SEX DIFFERENCES IN BLOOD PRESSURE REGULATION
Opening the session, Thenral Socrates, University Hospital Basel, Switzerland, described sex differences in blood pressure regulation as fundamental biological processes driven by interactions between sex chromosomes, sex hormones, the renin–angiotensin–aldosterone system (RAAS), the sympathetic nervous system, immune pathways, and kidney-specific mechanisms.

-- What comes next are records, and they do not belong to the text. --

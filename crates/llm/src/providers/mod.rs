//! Chat provider implementations.
//!
//! OpenAI and Azure OpenAI share the chat-completions wire format defined
//! here; Ollama has its own.

pub mod azure;
pub mod ollama;
pub mod openai;

pub use azure::AzureOpenAiClient;
pub use ollama::OllamaClient;
pub use openai::OpenAiClient;

use crate::client::{ChatRequest, ChatResponse, LlmUsage};
use reviewlens_core::{AppError, AppResult};
use serde::{Deserialize, Serialize};

/// Chat-completions request body.
#[derive(Debug, Serialize)]
pub(crate) struct CompletionsRequest<'a> {
    /// Azure routes by deployment and ignores the model field
    #[serde(skip_serializing_if = "Option::is_none")]
    model: Option<&'a str>,
    messages: Vec<CompletionsMessage<'a>>,
    #[serde(skip_serializing_if = "Option::is_none")]
    temperature: Option<f32>,
    #[serde(skip_serializing_if = "Option::is_none")]
    max_tokens: Option<u32>,
}

#[derive(Debug, Serialize)]
struct CompletionsMessage<'a> {
    role: &'static str,
    content: &'a str,
}

impl<'a> CompletionsRequest<'a> {
    pub(crate) fn from_request(request: &'a ChatRequest, include_model: bool) -> Self {
        Self {
            model: include_model.then_some(request.model.as_str()),
            messages: request
                .messages
                .iter()
                .map(|m| CompletionsMessage {
                    role: m.role.as_str(),
                    content: &m.content,
                })
                .collect(),
            temperature: request.temperature,
            max_tokens: request.max_tokens,
        }
    }
}

/// Chat-completions response body.
#[derive(Debug, Deserialize)]
pub(crate) struct CompletionsResponse {
    #[serde(default)]
    model: Option<String>,
    #[serde(default)]
    choices: Vec<CompletionsChoice>,
    #[serde(default)]
    usage: Option<LlmUsage>,
}

#[derive(Debug, Deserialize)]
struct CompletionsChoice {
    message: CompletionsChoiceMessage,
    #[serde(default)]
    finish_reason: Option<String>,
}

#[derive(Debug, Deserialize)]
struct CompletionsChoiceMessage {
    #[serde(default)]
    content: Option<String>,
}

impl CompletionsResponse {
    /// Take the first choice. `fallback_model` fills in a missing model name.
    pub(crate) fn into_chat_response(
        self,
        provider: &str,
        fallback_model: &str,
    ) -> AppResult<ChatResponse> {
        let choice = self.choices.into_iter().next().ok_or_else(|| {
            AppError::Generation(format!("{} returned no completion choices", provider))
        })?;

        Ok(ChatResponse {
            content: choice.message.content.unwrap_or_default(),
            model: self.model.unwrap_or_else(|| fallback_model.to_string()),
            usage: self.usage.unwrap_or_default(),
            finish_reason: choice.finish_reason,
        })
    }
}

/// Send a prepared request and decode a JSON body, mapping every failure to
/// `AppError::Generation`.
pub(crate) async fn send_json<T>(provider: &str, builder: reqwest::RequestBuilder) -> AppResult<T>
where
    T: serde::de::DeserializeOwned,
{
    let response = builder
        .send()
        .await
        .map_err(|e| AppError::Generation(format!("Failed to send request to {}: {}", provider, e)))?;

    if !response.status().is_success() {
        let status = response.status();
        let error_text = response
            .text()
            .await
            .unwrap_or_else(|_| "Unknown error".to_string());
        return Err(AppError::Generation(format!(
            "{} API error ({}): {}",
            provider, status, error_text
        )));
    }

    response
        .json()
        .await
        .map_err(|e| AppError::Generation(format!("Failed to parse {} response: {}", provider, e)))
}

/// Join a base URL and a path without doubling slashes.
pub(crate) fn join_url(base: &str, path: &str) -> String {
    format!(
        "{}/{}",
        base.trim_end_matches('/'),
        path.trim_start_matches('/')
    )
}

Blood Pressure Across the Lifespan
Longitudinal cohort data demonstrate distinct blood pressure trajectories in men and women. Premenopausal women generally have lower blood pressure than age-matched men, but blood pressure begins to rise more steeply from the third decade of life.1 Following menopause, hypertension becomes more prevalent in women than men, affecting approximately 75% of women over 60 years of age. Importantly, women also appear to develop cardiovascular disease at lower blood pressure thresholds than men, suggesting equivalent blood pressure values may confer different cardiovascular risk between the sexes.1
Renal and Hormonal Mechanisms
Socrates highlighted several kidney-specific mechanisms underlying these observations. For example, women exhibit sex-specific regulation of renal sodium transporters, contributing to greater salt sensitivity, particularly after menopause. Oestrogen also modulates the RAAS through multiple pathways, exhibiting a protective effect before menopause, with loss of oestrogen protection leading to increased RAAS activation, endothelial dysfunction, arterial stiffness, and sympathetic nervous system activation.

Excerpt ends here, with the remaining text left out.